After the war, he returned to school, receiving his Bachelor of Arts degree (BA) from the University of Toronto in 1919.[12] He was able to complete his degree after one more term, under a ruling in force at the time, since he had served in the military during the war. He and his brother Duke then spent a year working in Hamilton, Ontario, and in Chicago, in the meat-packing industry at Armour and Company (whose president at the time, Frank Edson White, was his uncle through marriage to Lillian Sophia Pearson White[13]),[14] which he did not enjoy.
Upon receiving a scholarship from the Massey Foundation, he studied for two years at St John's College at the University of Oxford, where he received a BA degree with Second-Class honours in modern history in 1923, and the M.A. in 1925.[15] After Oxford, he returned to Canada and taught history at the University of Toronto.
In 1925, he married Maryon Moody, from Winnipeg, who had been one of his students at the University of Toronto. Together, they had one son, Geoffrey, and one daughter, Patricia. Maryon was confident and outspoken and she supported her husband in all his political endeavours.[16]
In 1927, after scoring top marks on the Canadian foreign service entry exam, he then embarked on a career in the Department of External Affairs. Prime Minister R. B. Bennett was a noted talent spotter. He took note of, and encouraged, the young Pearson in the early 1930s, and appointed Pearson to significant roles on two major government inquiries: the 1931 Royal Commission on Grain Futures, and the 1934 Royal Commission on Price Spreads. Bennett saw that Pearson was recognized with an OBE after he shone in that work, arranged a bonus of, and invited him to a London conference. Pearson was assigned to the High Commission of Canada in the United Kingdom in 1935.
Pearson continued to serve at Canada House during World War II from 1939 through 1942 as the second-in-command, where he coordinated military supply and refugee problems, serving under High Commissioner Vincent Massey.
Pearson returned to Ottawa for a few months, where he was an assistant under secretary from 1941 through 1942.[17] In June 1942 he was posted to the Canadian Embassy in Washington, D.C., as a ministerial counsellor. He served as second-in-command for nearly two years. Promoted minister plenipotentiary in 1944, he became the second Canadian Ambassador to the United States on 1 January 1945. He remained in this position through September 1946.
Pearson had an important part in founding both the United Nations and the North Atlantic Treaty Organization (NATO).[18]
Pearson nearly became the first Secretary-General of the United Nations in 1946, but he was vetoed by the Soviet Union. He was also the leading candidate for Secretary-General in the 1953 selection, when the British conducted a vigorous campaign on his behalf. He placed first with 10 out of 11 votes in the Security Council, but the lone negative vote was another Soviet veto.[19] [20] The Security Council instead settled on Dag Hammarskjöld of Sweden; all UN Secretaries-General would come from neutral countries for the rest of the Cold War.
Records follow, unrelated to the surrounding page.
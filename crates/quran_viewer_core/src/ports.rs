//! crates/quran_viewer_core/src/ports.rs
//!
//! Defines the service contracts (traits) for the viewer's core logic.
//! These traits form the boundary of the hexagonal architecture, allowing the core
//! to be independent of the content provider, the local storage and the UI.

use async_trait::async_trait;

use crate::domain::{CatalogEntry, PageContent, SearchHit, Selection};
use crate::playback::{PlaybackSignal, PlaybackSnapshot};

//=========================================================================================
// Generic Port Error and Result Types
//=========================================================================================

/// A generic error type for all port operations.
/// This abstracts away the specific errors from external services (network, storage).
#[derive(Debug, Clone, PartialEq, Eq, thiserror::Error)]
pub enum PortError {
    /// The provider could not deliver a page or its audio. Retriable.
    #[error("Content unavailable: {0}")]
    ContentUnavailable(String),
    #[error("Item not found: {0}")]
    NotFound(String),
    /// An anchor refers to a unit that is not on the loaded page.
    #[error("Stale anchor: {0}")]
    AnchorStale(String),
    #[error("Storage error: {0}")]
    Storage(String),
    #[error("An unexpected error occurred: {0}")]
    Unexpected(String),
}

/// A convenience type alias for `Result<T, PortError>`.
pub type PortResult<T> = Result<T, PortError>;

//=========================================================================================
// Service Ports (Traits)
//=========================================================================================

/// Source of page content, audio references and search results.
#[cfg_attr(test, mockall::automock)]
#[async_trait]
pub trait ContentSource: Send + Sync {
    async fn fetch_page(&self, page_number: u16) -> PortResult<PageContent>;

    /// Fetches a page with `translated_text` populated for every unit.
    async fn fetch_page_with_translation(
        &self,
        page_number: u16,
        translation_id: &str,
    ) -> PortResult<PageContent>;

    /// Audio references aligned 1:1 with the page's units.
    async fn fetch_audio_refs(&self, page_number: u16, reciter_id: &str)
        -> PortResult<Vec<String>>;

    async fn search(&self, query: &str, language: &str) -> PortResult<Vec<SearchHit>>;

    async fn list_reciters(&self) -> PortResult<Vec<CatalogEntry>>;

    async fn list_translations(&self) -> PortResult<Vec<CatalogEntry>>;
}

/// Durable local key/value storage. Writes complete before the call returns.
pub trait KeyValueStore: Send + Sync {
    fn get(&self, key: &str) -> PortResult<Option<String>>;

    fn set(&self, key: &str, value: &str) -> PortResult<()>;

    fn remove(&self, key: &str) -> PortResult<()>;
}

//=========================================================================================
// Viewer Events
//=========================================================================================

/// The two events the viewer reports to the surrounding application.
#[derive(Debug, Clone, PartialEq, Eq, serde::Serialize)]
#[serde(tag = "type", rename_all = "snake_case")]
pub enum ViewerEvent {
    PageChanged { page_number: u16 },
    /// `None` when the selection was cleared.
    SelectionChanged { selection: Option<Selection> },
}

/// Receives viewer events. Registered on the controller at construction time.
pub trait ViewerListener: Send + Sync {
    fn on_event(&self, event: &ViewerEvent);
}

/// Receives playback updates: the signal for the media layer, if any, and the
/// cursor state after the transition.
pub trait PlaybackListener: Send + Sync {
    fn on_playback(&self, signal: Option<&PlaybackSignal>, snapshot: &PlaybackSnapshot);
}
#[utoipa::path(
    post,
    path = "/viewer/key",
    request_body = KeyRequest,
    responses(
        (status = 200, description = "Command applied"),
        (status = 400, description = "The key is not bound to a command")
    )
)]
pub async fn key_handler(
    State(app_state): State<Arc<AppState>>,
    Json(request): Json<KeyRequest>,
) -> ApiResult<Json<ViewerSnapshot>> {
    let command = ViewerCommand::from_key(&request.key)
        .ok_or_else(|| ApiError::BadRequest(format!("No command is bound to '{}'", request.key)))?;
    app_state.viewer.execute(command).await?;
    Ok(Json(app_state.viewer.snapshot()))
}

/// Update any subset of the persisted preferences.
#[utoipa::path(
    put,
    path = "/viewer/preferences",
    request_body = PreferencesRequest,
    responses(
        (status = 200, description = "Preferences applied"),
        (status = 502, description = "The page could not be reloaded with the new translation")
    )
)]
pub async fn preferences_handler(
    State(app_state): State<Arc<AppState>>,
    Json(request): Json<PreferencesRequest>,
) -> ApiResult<Json<ViewerSnapshot>> {
    let viewer = &app_state.viewer;
    if let Some(enabled) = request.dark_mode {
        viewer.set_dark_mode(enabled)?;
    }
    if let Some(student_id) = request.student_id {
        viewer.set_student(Some(student_id).filter(|s| !s.is_empty()));
    }
    if let Some(reciter) = request.reciter {
        viewer.set_reciter(reciter).await?;
    }
    match (request.show_translation, request.translation) {
        (Some(false), _) => {
            viewer.set_translation(None).await?;
        }
        (_, Some(translation)) => {
            viewer.set_translation(Some(translation)).await?;
        }
        (Some(true), None) => {
            warn!("show_translation requested without a translation; ignored");
        }
        (None, None) => {}
    }
    Ok(Json(viewer.snapshot()))
}

//=========================================================================================
// Annotation Handlers
//=========================================================================================

/// List annotations, optionally filtered by page and student.
#[utoipa::path(
    get,
    path = "/annotations",
    params(AnnotationQuery),
    responses((status = 200, description = "Annotations in creation order"))
)]
pub async fn list_annotations_handler(
    State(app_state): State<Arc<AppState>>,
    Query(query): Query<AnnotationQuery>,
) -> Json<Vec<Annotation>> {
    let store = app_state.viewer.annotations();
    let mut annotations = match query.student.as_deref() {
        Some(student) => store.list_for_student(student),
        None => store.list_all(),
    };
    if let Some(page) = query.page {
        annotations.retain(|a| a.page_number == page);
    }
    Json(annotations)
}

#[utoipa::path(
    post,
    path = "/annotations",
    request_body = CreateAnnotationRequest,
    responses(
        (status = 201, description = "Annotation created"),
        (status = 400, description = "Malformed unit key or unknown category"),
        (status = 404, description = "The unit is not on the given page")
    )
)]
pub async fn create_annotation_handler(
    State(app_state): State<Arc<AppState>>,
    Json(request): Json<CreateAnnotationRequest>,
) -> ApiResult<impl IntoResponse> {
    let unit_key = parse_key(&request.unit_key)?;
    let category = parse_category(&request.category)?;
    let text = request
        .text
        .unwrap_or_else(|| category.default_text(&unit_key));
    let annotation = app_state
        .viewer
        .record_annotation(NewAnnotation {
            page_number: request.page_number,
            unit_key,
            sub_unit: request.sub_unit,
            student_id: request.student_id,
            category,
            text,
        })
        .await?;
    info!(id = %annotation.id, "Annotation created");
    Ok((StatusCode::CREATED, Json(annotation)))
}

#[utoipa::path(
    patch,
    path = "/annotations/{id}",
    params(("id" = Uuid, Path, description = "Annotation id")),
    request_body = UpdateAnnotationRequest,
    responses(
        (status = 200, description = "Annotation updated"),
        (status = 404, description = "No annotation with this id")
    )
)]
pub async fn update_annotation_handler(
    State(app_state): State<Arc<AppState>>,
    Path(id): Path<Uuid>,
    Json(request): Json<UpdateAnnotationRequest>,
) -> ApiResult<Json<Annotation>> {
    let category = request.category.as_deref().map(parse_category).transpose()?;
    let patch = AnnotationPatch {
        text: request.text,
        category,
    };
    Ok(Json(app_state.viewer.annotations().update(id, patch)?))
}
The Canadian Prime Minister, Mackenzie King, tried to recruit Pearson into his government as the war wound down. Pearson felt honoured by King's approach, but he resisted at the time, due to his personal dislike of King's poor personal style and political methods.[21] Pearson did not make the move into politics until a few years later, after King had announced his retirement as the Prime Minister of Canada.
In 1948, before his retirement, Prime Minister King appointed Pearson Secretary of State for External Affairs in the Liberal government. Shortly afterward, Pearson won a seat in the House of Commons, for the federal riding of Algoma East in Northern Ontario.[22] Pearson then served as Secretary of State for External Affairs for Prime Minister Louis St. Laurent, until the defeat of the St. Laurent government in 1957.[23]
In 1957, for his role in resolving the Suez Crisis through the United Nations one year earlier, Pearson was awarded the Nobel Peace Prize.[24] The selection committee argued that Pearson had "saved the world", but critics accused him of betraying the motherland and Canada's ties with the UK. Pearson and UN Secretary-General Dag Hammarskjöld are considered the fathers of the modern concept of peacekeeping. Together, they were able to organize the United Nations Emergency Force by way of a five-day fly-around in early November 1956 after the First emergency special session of the United Nations General Assembly. His Nobel medal was on permanent display in the front lobby of the Lester B. Pearson Building, the headquarters of Global Affairs Canada in Ottawa until 2017 when the medal was loaned to the Canadian Museum of History, to be displayed in the 'Canadian History Hall'.[25]
St. Laurent was defeated by the Progressive Conservatives under John Diefenbaker in the election of 1957. After just a few months as Leader of the Opposition, St. Laurent retired, and he endorsed Pearson as his successor. Pearson was elected leader of the Liberal Party at its leadership convention of 1958, defeating his chief rival, former cabinet minister Paul Martin Sr.
At his first parliamentary session as opposition leader, Pearson asked Diefenbaker to give power back to the Liberals without an election, because of a recent economic downturn. This strategy backfired when Diefenbaker showed a classified Liberal document saying that the economy would face a downturn in that year. This contrasted heavily with the Liberals' campaign promises of 1957.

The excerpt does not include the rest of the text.